Copy every record word for word.
# # # # #
//! Cooperative cancellation
//!
//! A broadcast flag over a `watch` channel. The scheduler owns the source;
//! every indexer task and suspension point holds a token and checks or
//! awaits it at its cancellation points.

use tokio::sync::watch;

/// The cancelling side
pub struct CancelSource {
    tx: watch::Sender<bool>,
}

/// A cheap, cloneable cancellation flag
#[derive(Clone)]
pub struct CancelToken {
    rx: watch::Receiver<bool>,
}

impl CancelSource {
    pub fn new() -> (CancelSource, CancelToken) {
        let (tx, rx) = watch::channel(false);
        (CancelSource { tx }, CancelToken { rx })
    }

    pub fn cancel(&self) {
        let _ = self.tx.send(true);
    }

    pub fn token(&self) -> CancelToken {
        CancelToken {
            rx: self.tx.subscribe(),
        }
    }
}

impl CancelToken {
    /// A token that can never fire, for callers outside any scheduler
    pub fn never() -> CancelToken {
        let (tx, rx) = watch::channel(false);
        // Leak the sender so the channel stays open
        std::mem::forget(tx);
        CancelToken { rx }
    }

    pub fn is_cancelled(&self) -> bool {
        *self.rx.borrow()
    }

    /// Resolve once cancellation fires; a dropped source counts as cancelled
    pub async fn cancelled(&self) {
        let mut rx = self.rx.clone();
        loop {
            if *rx.borrow() {
                return;
            }
            if rx.changed().await.is_err() {
                return;
            }
        }
    }
}

#[cfg(test)]
mod tests {
    use super::*;

    #[tokio::test]
    async fn test_cancel_wakes_waiters() {
        let (source, token) = CancelSource::new();
        assert!(!token.is_cancelled());

        let waiter = {
            let token = token.clone();
            tokio::spawn(async move {
                token.cancelled().await;
                true
            })
        };
        source.cancel();
        assert!(waiter.await.unwrap());
        assert!(token.is_cancelled());
    }

    #[tokio::test]
    async fn test_never_token_stays_pending() {
        let token = CancelToken::never();
        assert!(!token.is_cancelled());
        let raced = tokio::time::timeout(std::time::Duration::from_millis(10), token.cancelled())
            .await
            .is_ok();
        assert!(!raced);
    }
}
# # # # #
** ANSWER SECTION **
//! Cooperative cancellation
//!
//! A broadcast flag over a `watch` channel. The scheduler owns the source;
//! every indexer task and suspension point holds a token and checks or
//! awaits it at its cancellation points.

use tokio::sync::watch;

/// The cancelling side
pub struct CancelSource {
    tx: watch::Sender<bool>,
}

/// A cheap, cloneable cancellation flag
#[derive(Clone)]
pub struct CancelToken {
    rx: watch::Receiver<bool>,
}

impl CancelSource {
    pub fn new() -> (CancelSource, CancelToken) {
        let (tx, rx) = watch::channel(false);
        (CancelSource { tx }, CancelToken { rx })
    }

    pub fn cancel(&self) {
        let _ = self.tx.send(true);
    }

    pub fn token(&self) -> CancelToken {
        CancelToken {
            rx: self.tx.subscribe(),
        }
    }
}

impl CancelToken {
    /// A token that can never fire, for callers outside any scheduler
    pub fn never() -> CancelToken {
        let (tx, rx) = watch::channel(false);
        // Leak the sender so the channel stays open
        std::mem::forget(tx);
        CancelToken { rx }
    }

    pub fn is_cancelled(&self) -> bool {
        *self.rx.borrow()
    }

    /// Resolve once cancellation fires; a dropped source counts as cancelled
    pub async fn cancelled(&self) {
        let mut rx = self.rx.clone();
        loop {
            if *rx.borrow() {
                return;
            }
            if rx.changed().await.is_err() {
                return;
            }
        }
    }
}

#[cfg(test)]
mod tests {
    use super::*;

    #[tokio::test]
    async fn test_cancel_wakes_waiters() {
        let (source, token) = CancelSource::new();
        assert!(!token.is_cancelled());

        let waiter = {
            let token = token.clone();
            tokio::spawn(async move {
                token.cancelled().await;
                true
            })
        };
        source.cancel();
        assert!(waiter.await.unwrap());
        assert!(token.is_cancelled());
    }

    #[tokio::test]
    async fn test_never_token_stays_pending() {
        let token = CancelToken::never();
        assert!(!token.is_cancelled());
        let raced = tokio::time::timeout(std::time::Duration::from_millis(10), token.cancelled())
            .await
            .is_ok();
        assert!(!raced);
    }
}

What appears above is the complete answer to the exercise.